A naturally occurring point mutation in the hyaluronidase gene (hysA1) of Staphylococcus aureus UAMS-1 results in reduced enzymatic activity

Abstract

Hyaluronic acid is a high molecular weight polysaccharide that is widely distributed in animal tissues. Bacterial hyaluronidases degrade hyaluronic acid as secreted enzymes and have been shown to contribute to infection. Staphylococcus aureus UAMS-1 is a clinical isolate that codes for two hyaluronidases (hysA1 and hysA2). Previous research has shown the presence of a full-length HysA1 protein from the S. aureus UAMS-1 strain with no evidence of enzymatic activity. A single base change resulting in an E480G amino acid change was identified in the S. aureus UAMS-1 hysA1 gene when compared to the S. aureus Sanger 252 hysA1 gene. A plasmid copy of the S. aureus Sanger 252 hysA1 gene transduced into a hysA2 deletion mutant strain of S. aureus UAMS-1 restored near wild type levels of enzymatic activity.
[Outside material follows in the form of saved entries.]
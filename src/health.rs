//! Host health monitoring.
//!
//! [`HealthMonitor`] samples CPU, memory, disk, network and process count on a
//! fixed cadence from a [`MetricsSource`], keeps a bounded in-memory history,
//! appends every sample to a bounded on-disk log and classifies the recent
//! average usage of each resource.
//!
//! # Usage
//!
//! ```rust
//! use storefront_perf::health::HealthMonitor;
//! use storefront_perf::health_config::MonitorConfig;
//! use storefront_perf::sampler::{MetricSample, SystemMetrics};
//!
//! let config = MonitorConfig { history_file: None, ..MonitorConfig::default() };
//! let monitor = HealthMonitor::without_source(config);
//!
//! monitor.record(MetricSample::now(SystemMetrics {
//!     cpu_percent: 85.0,
//!     ..SystemMetrics::default()
//! }))
//! .unwrap();
//!
//! let health = monitor.get_health();
//! println!("CPU: {} ({}%)", health.cpu_health, health.average_cpu);
//! ```

use crate::error::{MonitorError, SampleError};
use crate::health_config::{HealthThresholds, MonitorConfig};
use crate::history::HistoryLog;
use crate::ringbuffer::Ringbuffer;
use crate::sampler::{MetricSample, MetricsSource};
use crate::worker::PeriodicWorker;
use chrono::NaiveDateTime;
use serde::Serialize;
use std::fmt;
use std::fmt::Write as FmtWrite;
use std::sync::atomic::{AtomicU64, Ordering};
use std::sync::{Arc, Mutex};
use std::time::Duration;
use tracing::{debug, info, instrument, warn};

/// Health classification of one resource.
#[derive(Debug, Clone, Copy, PartialEq, Eq, PartialOrd, Ord, Hash, Serialize)]
pub enum HealthLevel {
    Good,
    Warning,
    Critical,
}

impl HealthLevel {
    pub fn as_str(&self) -> &'static str {
        match self {
            HealthLevel::Good => "Good",
            HealthLevel::Warning => "Warning",
            HealthLevel::Critical => "Critical",
        }
    }

    /// Numeric severity, higher is worse.
    pub fn severity(&self) -> u8 {
        match self {
            HealthLevel::Good => 0,
            HealthLevel::Warning => 1,
            HealthLevel::Critical => 2,
        }
    }
}

impl fmt::Display for HealthLevel {
    fn fmt(&self, f: &mut fmt::Formatter<'_>) -> fmt::Result {
        f.write_str(self.as_str())
    }
}

/// Classifies an average usage percentage.
///
/// - Good if `percent < warning_percent`
/// - Warning if `percent < critical_percent`
/// - Critical otherwise
pub fn classify(percent: f64, thresholds: &HealthThresholds) -> HealthLevel {
    if percent < thresholds.warning_percent {
        HealthLevel::Good
    } else if percent < thresholds.critical_percent {
        HealthLevel::Warning
    } else {
        HealthLevel::Critical
    }
}

/// Health derived from the most recent samples.
///
/// With no samples every average is 0 and every level is Good; `samples`
/// tells that case apart from a genuinely idle host.
#[derive(Debug, Clone, Copy, PartialEq, Serialize)]
pub struct HealthStatus {
    pub cpu_health: HealthLevel,
    pub memory_health: HealthLevel,
    pub disk_health: HealthLevel,
    /// Averages rounded to two decimals.
    pub average_cpu: f64,
    pub average_memory: f64,
    pub average_disk: f64,
    /// Number of samples the averages were computed over.
    pub samples: usize,
}

impl HealthStatus {
    /// Worst level across all resources.
    pub fn overall(&self) -> HealthLevel {
        self.cpu_health
            .max(self.memory_health)
            .max(self.disk_health)
    }

    pub fn has_data(&self) -> bool {
        self.samples > 0
    }

    /// Computes health from `recent` samples (already limited to the window).
    pub fn from_samples(recent: &[MetricSample], thresholds: &HealthThresholds) -> Self {
        let cpu = average(recent.iter().map(|s| s.metrics.cpu_percent));
        let memory = average(recent.iter().map(|s| s.metrics.memory_percent));
        let disk = average(recent.iter().map(|s| s.metrics.disk_percent));

        Self {
            cpu_health: classify(cpu, thresholds),
            memory_health: classify(memory, thresholds),
            disk_health: classify(disk, thresholds),
            average_cpu: round2(cpu),
            average_memory: round2(memory),
            average_disk: round2(disk),
            samples: recent.len(),
        }
    }
}

fn average(values: impl Iterator<Item = f64>) -> f64 {
    let (sum, count) = values.fold((0.0, 0usize), |(sum, n), v| (sum + v, n + 1));
    if count == 0 {
        0.0
    } else {
        sum / count as f64
    }
}

fn round2(value: f64) -> f64 {
    (value * 100.0).round() / 100.0
}

/// Monitor counters.
#[derive(Debug, Clone, Copy, Default, Serialize)]
pub struct MonitorStats {
    pub ticks: u64,
    pub failures: u64,
    pub samples: usize,
}

/// Source used when the monitor is only fed through [`HealthMonitor::record`].
struct NoSource;

impl MetricsSource for NoSource {
    fn collect(&mut self) -> Result<MetricSample, SampleError> {
        Err(SampleError::Unavailable("no metrics source configured".into()))
    }
}

struct MonitorInner {
    config: MonitorConfig,
    source: Mutex<Box<dyn MetricsSource>>,
    history: Mutex<Ringbuffer<MetricSample>>,
    log: Option<HistoryLog>,
    ticks: AtomicU64,
    failures: AtomicU64,
}

impl MonitorInner {
    fn sample_once(&self) -> Result<MetricSample, MonitorError> {
        self.ticks.fetch_add(1, Ordering::Relaxed);

        let collected = {
            let mut source = self.source.lock().unwrap_or_else(|e| e.into_inner());
            source.collect()
        };
        let sample = match collected {
            Ok(sample) => sample,
            Err(e) => {
                self.failures.fetch_add(1, Ordering::Relaxed);
                return Err(e.into());
            }
        };

        self.record(sample).map_err(|e| {
            self.failures.fetch_add(1, Ordering::Relaxed);
            e
        })?;
        Ok(sample)
    }

    fn record(&self, sample: MetricSample) -> Result<(), MonitorError> {
        {
            let mut history = self.history.lock().unwrap_or_else(|e| e.into_inner());
            history.push(sample);
        }

        let m = &sample.metrics;
        info!(
            "[{}] CPU: {:.1}% | Memory: {:.1}% | Disk: {:.1}%",
            sample.timestamp.format("%Y-%m-%dT%H:%M:%S"),
            m.cpu_percent,
            m.memory_percent,
            m.disk_percent
        );

        // File I/O happens after the history lock is released.
        if let Some(log) = &self.log {
            log.append(&sample)?;
        }
        Ok(())
    }

    fn recent(&self, n: usize) -> Vec<MetricSample> {
        self.history
            .lock()
            .unwrap_or_else(|e| e.into_inner())
            .last_n(n)
    }

    fn all(&self) -> Vec<MetricSample> {
        self.history
            .lock()
            .unwrap_or_else(|e| e.into_inner())
            .get_history()
    }
}

/// Background sampler with bounded history and health classification.
pub struct HealthMonitor {
    inner: Arc<MonitorInner>,
    worker: PeriodicWorker,
}

impl HealthMonitor {
    pub fn new(config: MonitorConfig, source: Box<dyn MetricsSource>) -> Self {
        let log = config
            .history_file
            .as_ref()
            .map(|path| HistoryLog::new(path, config.max_log_entries));
        let history = Ringbuffer::new(config.max_history_samples);

        Self {
            inner: Arc::new(MonitorInner {
                config,
                source: Mutex::new(source),
                history: Mutex::new(history),
                log,
                ticks: AtomicU64::new(0),
                failures: AtomicU64::new(0),
            }),
            worker: PeriodicWorker::new("health-monitor"),
        }
    }

    /// Monitor that is only fed through [`HealthMonitor::record`].
    pub fn without_source(config: MonitorConfig) -> Self {
        Self::new(config, Box::new(NoSource))
    }

    pub fn config(&self) -> &MonitorConfig {
        &self.inner.config
    }

    /// Starts sampling every `interval`. No-op if already running.
    #[instrument(skip(self))]
    pub fn start_monitoring(&self, interval: Duration) -> std::io::Result<bool> {
        let inner = self.inner.clone();
        let started = self.worker.start(interval, move || {
            if let Err(e) = inner.sample_once() {
                warn!("Monitoring tick failed: {} - retrying next interval", e);
            }
        })?;
        if started {
            info!("System monitoring started");
        }
        Ok(started)
    }

    /// Starts sampling at the configured interval.
    pub fn start(&self) -> std::io::Result<bool> {
        self.start_monitoring(self.inner.config.interval)
    }

    /// Stops sampling and waits for the in-flight tick to finish.
    pub fn stop_monitoring(&self) -> bool {
        let stopped = self.worker.stop();
        if stopped {
            info!("System monitoring stopped");
        }
        stopped
    }

    pub fn is_running(&self) -> bool {
        self.worker.is_running()
    }

    /// Runs one sampling tick on the calling thread.
    pub fn sample_once(&self) -> Result<MetricSample, MonitorError> {
        self.inner.sample_once()
    }

    /// Adds an externally produced sample to the history and the log.
    ///
    /// A log failure is reported by the return value but the in-memory
    /// history is updated regardless.
    pub fn record(&self, sample: MetricSample) -> Result<(), MonitorError> {
        self.inner.record(sample)
    }

    /// Health over the last `health_window` samples.
    pub fn get_health(&self) -> HealthStatus {
        let recent = self.inner.recent(self.inner.config.health_window);
        HealthStatus::from_samples(&recent, &self.inner.config.thresholds)
    }

    /// Every retained sample, oldest first.
    pub fn history(&self) -> Vec<MetricSample> {
        self.inner.all()
    }

    pub fn sample_count(&self) -> usize {
        self.inner
            .history
            .lock()
            .unwrap_or_else(|e| e.into_inner())
            .len()
    }

    pub fn stats(&self) -> MonitorStats {
        MonitorStats {
            ticks: self.inner.ticks.load(Ordering::Relaxed),
            failures: self.inner.failures.load(Ordering::Relaxed),
            samples: self.sample_count(),
        }
    }

    /// Text report stamped with the current local time.
    pub fn generate_report(&self) -> String {
        self.generate_report_at(chrono::Local::now().naive_local())
    }

    /// Text report stamped with `now`.
    pub fn generate_report_at(&self, now: NaiveDateTime) -> String {
        let health = self.get_health();
        let history = self.inner.all();
        debug!(samples = history.len(), "Generating health report");

        let peak = |f: fn(&MetricSample) -> f64| {
            history.iter().map(f).fold(None, |acc: Option<f64>, v| {
                Some(acc.map_or(v, |a| a.max(v)))
            })
        };
        let max_cpu = peak(|s| s.metrics.cpu_percent).unwrap_or(0.0);
        let max_memory = peak(|s| s.metrics.memory_percent).unwrap_or(0.0);

        let mut out = String::new();
        writeln!(out, "=== System Monitoring Report ===").ok();
        writeln!(out, "Time: {}", now.format("%Y/%m/%d %H:%M:%S")).ok();
        writeln!(out).ok();
        writeln!(out, "Health Status:").ok();
        writeln!(out, "  CPU: {} ({}%)", health.cpu_health, health.average_cpu).ok();
        writeln!(
            out,
            "  Memory: {} ({}%)",
            health.memory_health, health.average_memory
        )
        .ok();
        writeln!(out, "  Disk: {} ({}%)", health.disk_health, health.average_disk).ok();
        writeln!(out).ok();
        writeln!(out, "Recent Statistics:").ok();
        writeln!(out, "  Samples collected: {}", history.len()).ok();
        writeln!(out, "  Peak CPU usage: {:.1}%", max_cpu).ok();
        writeln!(out, "  Peak memory usage: {:.1}%", max_memory).ok();
        out
    }
}

impl Drop for HealthMonitor {
    fn drop(&mut self) {
        self.stop_monitoring();
    }
}

#[cfg(test)]
mod tests {
    use super::*;
    use crate::sampler::SystemMetrics;

    fn memory_only_config() -> MonitorConfig {
        MonitorConfig {
            history_file: None,
            ..MonitorConfig::default()
        }
    }

    fn sample(cpu: f64, memory: f64, disk: f64) -> MetricSample {
        MetricSample::now(SystemMetrics {
            cpu_percent: cpu,
            memory_percent: memory,
            disk_percent: disk,
            ..SystemMetrics::default()
        })
    }

    #[test]
    fn test_classify_boundaries() {
        let t = HealthThresholds::default();
        assert_eq!(classify(79.9, &t), HealthLevel::Good);
        assert_eq!(classify(80.0, &t), HealthLevel::Warning);
        assert_eq!(classify(89.9, &t), HealthLevel::Warning);
        assert_eq!(classify(90.0, &t), HealthLevel::Critical);
        assert_eq!(classify(100.0, &t), HealthLevel::Critical);
    }

    #[test]
    fn test_no_samples_is_good_without_data() {
        let monitor = HealthMonitor::without_source(memory_only_config());
        let health = monitor.get_health();
        assert_eq!(health.overall(), HealthLevel::Good);
        assert_eq!(health.average_cpu, 0.0);
        assert!(!health.has_data());
    }

    #[test]
    fn test_average_uses_last_ten() {
        let monitor = HealthMonitor::without_source(memory_only_config());
        // Five old critical samples, then ten calm ones.
        for _ in 0..5 {
            monitor.record(sample(99.0, 99.0, 99.0)).unwrap();
        }
        for _ in 0..10 {
            monitor.record(sample(10.0, 20.0, 30.0)).unwrap();
        }
        let health = monitor.get_health();
        assert_eq!(health.samples, 10);
        assert_eq!(health.average_cpu, 10.0);
        assert_eq!(health.overall(), HealthLevel::Good);
    }

    #[test]
    fn test_resources_classified_independently() {
        let monitor = HealthMonitor::without_source(memory_only_config());
        monitor.record(sample(50.0, 85.0, 95.0)).unwrap();
        let health = monitor.get_health();
        assert_eq!(health.cpu_health, HealthLevel::Good);
        assert_eq!(health.memory_health, HealthLevel::Warning);
        assert_eq!(health.disk_health, HealthLevel::Critical);
        assert_eq!(health.overall(), HealthLevel::Critical);
    }

    #[test]
    fn test_averages_rounded_to_two_decimals() {
        let monitor = HealthMonitor::without_source(memory_only_config());
        monitor.record(sample(10.0, 0.0, 0.0)).unwrap();
        monitor.record(sample(10.0, 0.0, 0.0)).unwrap();
        monitor.record(sample(10.5, 0.0, 0.0)).unwrap();
        assert_eq!(monitor.get_health().average_cpu, 10.17);
    }

    #[test]
    fn test_sample_failure_counts_and_keeps_history() {
        let monitor = HealthMonitor::without_source(memory_only_config());
        assert!(matches!(
            monitor.sample_once(),
            Err(MonitorError::Sample(SampleError::Unavailable(_)))
        ));
        let stats = monitor.stats();
        assert_eq!(stats.ticks, 1);
        assert_eq!(stats.failures, 1);
        assert_eq!(stats.samples, 0);
    }

    #[test]
    fn test_report_template() {
        let monitor = HealthMonitor::without_source(memory_only_config());
        monitor.record(sample(95.0, 40.0, 10.0)).unwrap();
        monitor.record(sample(85.0, 60.0, 10.0)).unwrap();
        let now = chrono::NaiveDate::from_ymd_opt(2024, 3, 9)
            .unwrap()
            .and_hms_opt(8, 5, 1)
            .unwrap();
        let report = monitor.generate_report_at(now);
        assert!(report.contains("Time: 2024/03/09 08:05:01"));
        assert!(report.contains("CPU: Critical (90%)"));
        assert!(report.contains("Memory: Good (50%)"));
        assert!(report.contains("Samples collected: 2"));
        assert!(report.contains("Peak CPU usage: 95.0%"));
        assert!(report.contains("Peak memory usage: 60.0%"));
    }
}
Homology modeling and structural analysis suggested that Glu-480 in the HysA1 is critically responsible for maintaining the structural and functional ensemble of the catalytic and tunnel-forming residues, which are essential for enzyme activity. A high degree of relatedness among several Gram-positive bacterial hyaluronidases indicate the loss of enzymatic activity of HysA1 in the S. aureus UAMS-1 strain is most likely caused by the mutation identified in our study.